FAQs for Fundoplications

Will the fundo interfere with him eating through his mouth?  Not generally.  Patients need to be on a “small bites” or Post-Nissen diet.  They just have to avoid things that might get stuck if there is swelling at the bottom of the wrap.

Do you do this surgery often? Not as often as we used to.  In the early 2000’s we would do this procedure on almost every developmentally delayed patient who aspirated and had GE reflux.  Now we only do it on children that can’t be managed medically and are not a candidate for continuous GJ tube feeds.  All of the surgeons do many laparoscopic GI surgeries, so feel confident that your surgeon can do a laparoscopic fundoplication.  All of our pediatric surgeons are fellowship-trained and either board certified or board-eligible in pediatric surgery.
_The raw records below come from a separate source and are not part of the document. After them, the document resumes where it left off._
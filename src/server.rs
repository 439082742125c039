//! WebSocket server facade.
//!
//! [`Server`] ties the pieces together: it validates a [`ServerConfig`],
//! builds the registry, pool and [`Dispatcher`], and exposes an axum
//! [`Router`] whose single route upgrades requests on the configured path.
//!
//! # Example
//!
//! ```ignore
//! let server = Server::new(ServerConfig::default())?;
//! server.on("echo", |data: Payload, ctx: RequestContext| async move {
//!     ctx.respond(&data).await
//! });
//!
//! let token = server.shutdown_token();
//! tokio::spawn(async move {
//!     let _ = tokio::signal::ctrl_c().await;
//!     token.cancel();
//! });
//!
//! server.run().await?;
//! ```

use std::future::Future;
use std::sync::Arc;

use axum::extract::ws::WebSocketUpgrade;
use axum::extract::State;
use axum::http::StatusCode;
use axum::response::{IntoResponse, Response};
use axum::routing::get;
use axum::Router;
use serde::de::DeserializeOwned;
use tokio::net::TcpListener;
use tokio_util::sync::CancellationToken;

use crate::codec::Codec;
use crate::config::{ConfigError, ServerConfig};
use crate::connection::ConnectionPool;
use crate::dispatch::{ConnectionState, Dispatcher};
use crate::error::Result;
use crate::handler::{FunctionRegistry, HandlerResult, RequestContext};
use crate::transport::Transport;

/// RPC server over WebSocket.
///
/// Clones share the registry, pool and shutdown signal.
#[derive(Debug, Clone)]
pub struct Server {
    config: ServerConfig,
    dispatcher: Dispatcher,
}

impl Server {
    /// Build a server from a validated configuration.
    pub fn new(config: ServerConfig) -> std::result::Result<Self, ConfigError> {
        config.validate()?;

        let registry = Arc::new(FunctionRegistry::new());
        let mut dispatcher = Dispatcher::new(registry, Codec::new(config.format))
            .with_read_timeout(config.read_timeout);
        if config.pool_capacity > 0 {
            dispatcher = dispatcher.with_pool(Arc::new(ConnectionPool::new(config.pool_capacity)));
        }

        Ok(Self { config, dispatcher })
    }

    /// Register a function. May be called while serving.
    pub fn on<F, T, Fut>(&self, name: impl Into<String>, handler: F) -> &Self
    where
        F: Fn(T, RequestContext) -> Fut + Send + Sync + 'static,
        T: DeserializeOwned + Send + 'static,
        Fut: Future<Output = HandlerResult> + Send + 'static,
    {
        self.dispatcher.registry().register(name, handler);
        self
    }

    /// Configuration the server was built from.
    pub fn config(&self) -> &ServerConfig {
        &self.config
    }

    /// Registry shared by every connection.
    pub fn registry(&self) -> &Arc<FunctionRegistry> {
        self.dispatcher.registry()
    }

    /// Dispatcher serving each upgraded connection.
    pub fn dispatcher(&self) -> &Dispatcher {
        &self.dispatcher
    }

    /// Token that stops the server when cancelled.
    pub fn shutdown_token(&self) -> CancellationToken {
        self.dispatcher.shutdown_token().clone()
    }

    /// Stop accepting upgrades and drain every connection.
    pub fn stop(&self) {
        tracing::info!("shutdown requested");
        self.dispatcher.shutdown();
    }

    /// Router with the upgrade route on the configured path.
    pub fn router(&self) -> Router {
        Router::new()
            .route(&self.config.path, get(upgrade))
            .with_state(self.dispatcher.clone())
    }

    /// Bind the configured address and serve until stopped.
    pub async fn run(&self) -> Result<()> {
        let addr = self.config.bind_addr()?;
        let listener = TcpListener::bind(addr).await?;
        self.serve(listener).await
    }

    /// Serve on an already-bound listener until stopped.
    ///
    /// Returns once every connection loop and the handlers they dispatched
    /// have finished.
    pub async fn serve(&self, listener: TcpListener) -> Result<()> {
        let addr = listener.local_addr()?;
        tracing::info!(
            %addr,
            path = %self.config.path,
            format = %self.config.format,
            pool = self.config.pool_capacity,
            "server listening"
        );

        let token = self.shutdown_token();
        axum::serve(listener, self.router())
            .with_graceful_shutdown(token.cancelled_owned())
            .await?;

        let active = self.dispatcher.active();
        if active > 0 {
            tracing::info!(active, "draining connections");
        }
        self.dispatcher.wait().await;
        tracing::info!("server stopped");
        Ok(())
    }
}

async fn upgrade(ws: WebSocketUpgrade, State(dispatcher): State<Dispatcher>) -> Response {
    if dispatcher.shutdown_token().is_cancelled() {
        return StatusCode::SERVICE_UNAVAILABLE.into_response();
    }
    tracing::debug!(state = %ConnectionState::Connecting, "upgrade requested");

    ws.on_failed_upgrade(|e| tracing::debug!(error = %e, "upgrade failed"))
        .on_upgrade(move |socket| async move {
            let exit = dispatcher.spawn(Transport::from(socket)).await;
            if let Err(e) = exit {
                tracing::error!(error = %e, "connection task failed");
            }
        })
}

#[cfg(test)]
mod tests {
    use super::*;
    use crate::codec::Format;
    use crate::protocol::Payload;

    #[test]
    fn test_new_rejects_invalid_config() {
        let config = ServerConfig {
            port: 0,
            ..Default::default()
        };
        assert_eq!(Server::new(config).unwrap_err(), ConfigError::InvalidPort(0));

        let config = ServerConfig {
            path: "ws".into(),
            ..Default::default()
        };
        assert!(matches!(
            Server::new(config).unwrap_err(),
            ConfigError::InvalidPath(_)
        ));

        let config = ServerConfig {
            path: "/rpc/:id".into(),
            ..Default::default()
        };
        assert!(matches!(
            Server::new(config).unwrap_err(),
            ConfigError::InvalidPath(_)
        ));
    }

    #[test]
    fn test_router_builds_for_nested_path() {
        let server = Server::new(ServerConfig {
            path: "/api/v1/ws".into(),
            ..Default::default()
        })
        .unwrap();
        let _router = server.router();
    }

    #[test]
    fn test_pool_follows_capacity() {
        let server = Server::new(ServerConfig::default()).unwrap();
        assert_eq!(server.dispatcher().pool().map(|p| p.capacity()), Some(128));

        let unpooled = Server::new(ServerConfig {
            pool_capacity: 0,
            ..Default::default()
        })
        .unwrap();
        assert!(unpooled.dispatcher().pool().is_none());
    }

    #[test]
    fn test_format_reaches_dispatcher() {
        let server = Server::new(ServerConfig {
            format: Format::MsgPack,
            ..Default::default()
        })
        .unwrap();
        assert_eq!(server.dispatcher().codec().format(), Format::MsgPack);
    }

    #[test]
    fn test_on_registers_into_shared_registry() {
        let server = Server::new(ServerConfig::default()).unwrap();
        let clone = server.clone();

        server
            .on("a", |_: Payload, _ctx| async { Ok(()) })
            .on("b", |_: Payload, _ctx| async { Ok(()) });

        assert_eq!(clone.registry().names(), vec!["a".to_string(), "b".to_string()]);
        let _router = server.router();
    }

    #[tokio::test]
    async fn test_stop_before_serve_returns() {
        let server = Server::new(ServerConfig::default()).unwrap();
        let listener = TcpListener::bind("127.0.0.1:0").await.unwrap();

        server.stop();
        server.serve(listener).await.unwrap();
        assert!(server.shutdown_token().is_cancelled());
    }
}
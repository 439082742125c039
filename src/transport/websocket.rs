//! Upgraded axum WebSocket as a [`Transport`].
//!
//! Text and binary messages become [`Frame`]s of the same kind. Ping and pong
//! are answered by the WebSocket layer itself and never reach the dispatch
//! loop. A close message is reported as [`RpcError::ConnectionClosed`] so the
//! loop treats it like any other hang-up.

use axum::extract::ws::{Message, WebSocket};
use bytes::Bytes;
use futures::future;
use futures::{SinkExt, StreamExt};

use super::Transport;
use crate::error::{Result, RpcError};
use crate::protocol::{Frame, FrameKind};

impl From<WebSocket> for Transport {
    fn from(socket: WebSocket) -> Self {
        let (sink, stream) = socket.split();

        let sink = sink
            .sink_map_err(RpcError::from)
            .with(|frame: Frame| future::ready(into_message(frame)));

        let stream = stream.filter_map(|message| future::ready(from_message(message)));

        Transport::new(sink, stream)
    }
}

fn into_message(frame: Frame) -> Result<Message> {
    match frame.kind() {
        FrameKind::Text => {
            let text = frame.as_text()?.to_owned();
            Ok(Message::Text(text.into()))
        }
        FrameKind::Binary => Ok(Message::Binary(frame.into_payload())),
    }
}

fn from_message(message: std::result::Result<Message, axum::Error>) -> Option<Result<Frame>> {
    match message {
        Ok(Message::Text(text)) => Some(Ok(Frame::text(Bytes::copy_from_slice(
            text.as_str().as_bytes(),
        )))),
        Ok(Message::Binary(bytes)) => Some(Ok(Frame::binary(bytes))),
        Ok(Message::Ping(_) | Message::Pong(_)) => None,
        Ok(Message::Close(_)) => Some(Err(RpcError::ConnectionClosed)),
        Err(e) => Some(Err(RpcError::from(e))),
    }
}

#[cfg(test)]
mod tests {
    use super::*;

    #[test]
    fn test_text_frame_becomes_text_message() {
        let message = into_message(Frame::text("hi")).unwrap();
        assert!(matches!(message, Message::Text(ref t) if t.as_str() == "hi"));
    }

    #[test]
    fn test_binary_frame_becomes_binary_message() {
        let message = into_message(Frame::binary(vec![0x81u8, 0xa1])).unwrap();
        assert!(matches!(message, Message::Binary(ref b) if b[..] == [0x81u8, 0xa1]));
    }

    #[test]
    fn test_invalid_utf8_text_frame_rejected() {
        assert!(matches!(
            into_message(Frame::text(vec![0xffu8])),
            Err(RpcError::InvalidFrame(_))
        ));
    }

    #[test]
    fn test_control_messages_are_swallowed() {
        assert!(from_message(Ok(Message::Ping(Bytes::new()))).is_none());
        assert!(from_message(Ok(Message::Pong(Bytes::new()))).is_none());
    }

    #[test]
    fn test_close_message_is_closure() {
        assert!(matches!(
            from_message(Ok(Message::Close(None))),
            Some(Err(RpcError::ConnectionClosed))
        ));
    }

    #[test]
    fn test_data_messages_keep_kind() {
        let text = from_message(Ok(Message::Text("x".into()))).unwrap().unwrap();
        assert_eq!(text.kind(), FrameKind::Text);
        let binary = from_message(Ok(Message::Binary(Bytes::from_static(b"y"))))
            .unwrap()
            .unwrap();
        assert_eq!(binary.kind(), FrameKind::Binary);
    }
}
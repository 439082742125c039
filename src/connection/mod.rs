//! Connection module - handles and the pool that recycles them.
//!
//! Provides:
//! - [`ConnectionHandle`] - one transport plus write exclusion and pool state
//! - [`ConnectionPool`] - fixed number of reusable handles

mod handle;
mod pool;

pub use handle::ConnectionHandle;
pub use pool::{ConnectionPool, PoolExhausted};
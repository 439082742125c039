//! Error types for wsrpc.

use thiserror::Error;

/// Main error type for all RPC operations.
#[derive(Debug, Error)]
pub enum RpcError {
    /// I/O error while binding or serving.
    #[error("I/O error: {0}")]
    Io(#[from] std::io::Error),

    /// JSON serialization/deserialization error.
    #[error("JSON error: {0}")]
    Json(#[from] serde_json::Error),

    /// MsgPack serialization error.
    #[error("MsgPack encode error: {0}")]
    MsgPackEncode(#[from] rmp_serde::encode::Error),

    /// MsgPack deserialization error.
    #[error("MsgPack decode error: {0}")]
    MsgPackDecode(#[from] rmp_serde::decode::Error),

    /// Configuration rejected before serving.
    #[error("configuration error: {0}")]
    Config(#[from] crate::config::ConfigError),

    /// Error reported by the server-side WebSocket.
    #[error("transport error: {0}")]
    Transport(#[from] axum::Error),

    /// Error reported by the client-side WebSocket.
    #[error("WebSocket error: {0}")]
    WebSocket(#[from] tokio_tungstenite::tungstenite::Error),

    /// Frame could not be turned into a transport message.
    #[error("invalid frame: {0}")]
    InvalidFrame(String),

    /// No handler is registered under the requested name.
    #[error("function {0:?} not found")]
    FunctionNotFound(String),

    /// Payload did not match the shape the handler expects.
    #[error("invalid payload for {function:?}: {source}")]
    InvalidPayload {
        function: String,
        #[source]
        source: serde_json::Error,
    },

    /// Failure reported by a handler.
    #[error("{0}")]
    Handler(String),

    /// Connection closed or never bound.
    #[error("connection closed")]
    ConnectionClosed,

    /// No frame arrived within the configured read timeout.
    #[error("read timed out")]
    ReadTimeout,

    /// Administrative add on a pool with no empty slot.
    #[error("connection pool is full")]
    PoolFull,
}

impl RpcError {
    /// Build a handler failure from any displayable message.
    pub fn handler(message: impl std::fmt::Display) -> Self {
        Self::Handler(message.to_string())
    }

    /// Whether this error means the peer is gone rather than something went wrong.
    pub fn is_closed(&self) -> bool {
        matches!(self, Self::ConnectionClosed)
    }
}

/// Result type alias using RpcError.
pub type Result<T> = std::result::Result<T, RpcError>;

#[cfg(test)]
mod tests {
    use super::*;

    #[test]
    fn test_not_found_names_function() {
        let err = RpcError::FunctionNotFound("missing".into());
        assert!(err.to_string().contains("missing"));
    }

    #[test]
    fn test_handler_message_passthrough() {
        let err = RpcError::handler("division by zero");
        assert_eq!(err.to_string(), "division by zero");
        assert!(!err.is_closed());
        assert!(RpcError::ConnectionClosed.is_closed());
    }
}
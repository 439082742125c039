//! JSON codec using `serde_json`.

use crate::error::Result;

/// JSON codec for structured data.
pub struct JsonCodec;

impl JsonCodec {
    /// Encode a value to JSON bytes.
    #[inline]
    pub fn encode<T: serde::Serialize>(value: &T) -> Result<Vec<u8>> {
        Ok(serde_json::to_vec(value)?)
    }

    /// Decode JSON bytes to a value.
    #[inline]
    pub fn decode<T: serde::de::DeserializeOwned>(bytes: &[u8]) -> Result<T> {
        Ok(serde_json::from_slice(bytes)?)
    }
}
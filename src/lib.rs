//! # wsrpc
//!
//! Bidirectional RPC over persistent WebSocket connections.
//!
//! Clients send `{function, data}` records; the server looks the function up
//! in a registry and runs its handler as an independent task, which answers
//! on the same connection. Requests and responses are JSON in text frames or
//! MessagePack in binary frames, chosen once per server.
//!
//! ## Architecture
//!
//! - **Transport**: upgraded WebSocket (or in-memory channels in tests) as a
//!   sink and stream of [`Frame`](protocol::Frame)s
//! - **Connection**: handles with exclusive writes, recycled through a
//!   fixed-capacity pool
//! - **Dispatch**: one read loop per connection racing reads against a
//!   shared shutdown signal
//!
//! ## Example
//!
//! ```ignore
//! use wsrpc::{Payload, RequestContext, Server, ServerConfig};
//!
//! #[tokio::main]
//! async fn main() -> wsrpc::Result<()> {
//!     let server = Server::new(ServerConfig::default())?;
//!     server.on("echo", |data: Payload, ctx: RequestContext| async move {
//!         ctx.respond(&data).await
//!     });
//!     server.run().await
//! }
//! ```

pub mod client;
pub mod codec;
pub mod config;
pub mod connection;
pub mod dispatch;
pub mod error;
pub mod handler;
pub mod logging;
pub mod protocol;
pub mod server;
pub mod transport;

pub use client::Client;
pub use codec::{Codec, Format};
pub use config::{ConfigError, ServerConfig};
pub use dispatch::{ConnectionExit, ConnectionState, Dispatcher};
pub use error::{Result, RpcError};
pub use handler::{FunctionRegistry, RequestContext};
pub use protocol::Payload;
pub use server::Server;
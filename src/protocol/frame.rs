//! Frame struct with typed accessors.
//!
//! A frame is one discrete transport message, tagged as text or binary.
//! Uses `bytes::Bytes` for zero-copy payload sharing.
//!
//! # Example
//!
//! ```
//! use wsrpc::protocol::{Frame, FrameKind};
//!
//! let frame = Frame::text("hello");
//! assert_eq!(frame.kind(), FrameKind::Text);
//! assert_eq!(frame.payload(), b"hello");
//! ```

use bytes::Bytes;

use crate::error::{Result, RpcError};

/// Kind of a transport frame.
#[derive(Debug, Clone, Copy, PartialEq, Eq, Hash)]
pub enum FrameKind {
    /// UTF-8 text frame.
    Text,
    /// Opaque binary frame.
    Binary,
}

impl FrameKind {
    /// Lowercase name, used in log fields.
    pub fn as_str(self) -> &'static str {
        match self {
            Self::Text => "text",
            Self::Binary => "binary",
        }
    }
}

impl std::fmt::Display for FrameKind {
    fn fmt(&self, f: &mut std::fmt::Formatter<'_>) -> std::fmt::Result {
        f.write_str(self.as_str())
    }
}

/// A complete transport frame.
#[derive(Debug, Clone, PartialEq, Eq)]
pub struct Frame {
    kind: FrameKind,
    payload: Bytes,
}

impl Frame {
    /// Create a new frame from kind and payload.
    pub fn new(kind: FrameKind, payload: impl Into<Bytes>) -> Self {
        Self {
            kind,
            payload: payload.into(),
        }
    }

    /// Create a text frame.
    pub fn text(payload: impl Into<Bytes>) -> Self {
        Self::new(FrameKind::Text, payload)
    }

    /// Create a binary frame.
    pub fn binary(payload: impl Into<Bytes>) -> Self {
        Self::new(FrameKind::Binary, payload)
    }

    /// Get the frame kind.
    #[inline]
    pub fn kind(&self) -> FrameKind {
        self.kind
    }

    /// Check if this is a text frame.
    #[inline]
    pub fn is_text(&self) -> bool {
        self.kind == FrameKind::Text
    }

    /// Get a reference to the payload bytes.
    #[inline]
    pub fn payload(&self) -> &[u8] {
        &self.payload
    }

    /// Get the payload length.
    #[inline]
    pub fn len(&self) -> usize {
        self.payload.len()
    }

    /// Check if the payload is empty.
    #[inline]
    pub fn is_empty(&self) -> bool {
        self.payload.is_empty()
    }

    /// Consume the frame, returning the payload.
    pub fn into_payload(self) -> Bytes {
        self.payload
    }

    /// Payload as UTF-8, failing for text frames that are not valid UTF-8.
    pub fn as_text(&self) -> Result<&str> {
        std::str::from_utf8(&self.payload)
            .map_err(|e| RpcError::InvalidFrame(format!("text frame is not UTF-8: {e}")))
    }
}
//! MsgPack codec using `rmp-serde`.
//!
//! Always uses `to_vec_named`: records travel as maps keyed by field name, so
//! a request's `function` and `data` fields are found by name on decode and
//! clients in other languages see ordinary maps rather than positional arrays.

use crate::error::Result;

/// MessagePack codec for structured data.
pub struct MsgPackCodec;

impl MsgPackCodec {
    /// Encode a value to MsgPack bytes (struct-as-map).
    #[inline]
    pub fn encode<T: serde::Serialize>(value: &T) -> Result<Vec<u8>> {
        Ok(rmp_serde::to_vec_named(value)?)
    }

    /// Decode MsgPack bytes to a value.
    #[inline]
    pub fn decode<T: serde::de::DeserializeOwned>(bytes: &[u8]) -> Result<T> {
        Ok(rmp_serde::from_slice(bytes)?)
    }
}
What is the success rate of this surgery/ How well will it work?  It really depends on the patient and their symptoms.  National statistics suggest 70% do well enough to come off meds, 20% still need meds but are improved, and 10% are not improved.  GE Reflux is not the same as vomiting.  Reflux is a low-pressure movement of stomach contents into the esophagus.  Vomiting is a high pressure, coordinated brain process that involves abdominal muscles as well as the stomach.  The operation is very good for reflux, but less effective for vomiting.

Is it a laparoscopic surgery?  Almost all children are candidates for laparoscopic surgery, but ask your surgeon.

What is a hiatal hernia and is the patient more likely to get one after procedure?The “hiatus” is the normal opening of the diaphragm.  The esophagus leaves the chest and enters the abdomen through the hiatus.  A hiatal hernia is when the stomach comes up into the chest through that hiatal opening.  It is possible to develop a hiatal hernia after the surgery, but less common with the recent modifications (not freeing the front of the esophagus).

How long is down time after surgery?  Typical hospitalization is one night in the hospital.  Most children can be back in school in a week.

Will patient have difficulty swallowing?It is very common to have food “stick” during the first 3-6 weeks after the surgery.  Difficulty swallowing can persist longer, but is less common.

Can the fundo come undone or rip? How likely?  It is rare for the fundoplication to become completely undo.  Often, over time it can become less effective, however.  This is usually due to stretching of the wrap over time, making it less effective.  Development of a hiatial hernia can also lessen the effectiveness of the wrap. The frequency varies by age and neurologic situation.

Will he be able to do therapy soon after? How long to heal?Generally in one week.

As patient grows will the fundo stretch?  In some patients, the fundo works perfectly forever, but in others, they have return of symptoms.  Patients who gag and wretch (dry vomit) seem to have more problems with failure than those that don’t.

What happens if he gets air in his stomach? Can patient burp?  Inability to burp is a common temporary side effect of the surgery.  This causes a bloated, uncomfortable feeling.  If it persists beyond 6 months and/or causes problems, options include dilating the esophagus or revising the fundo.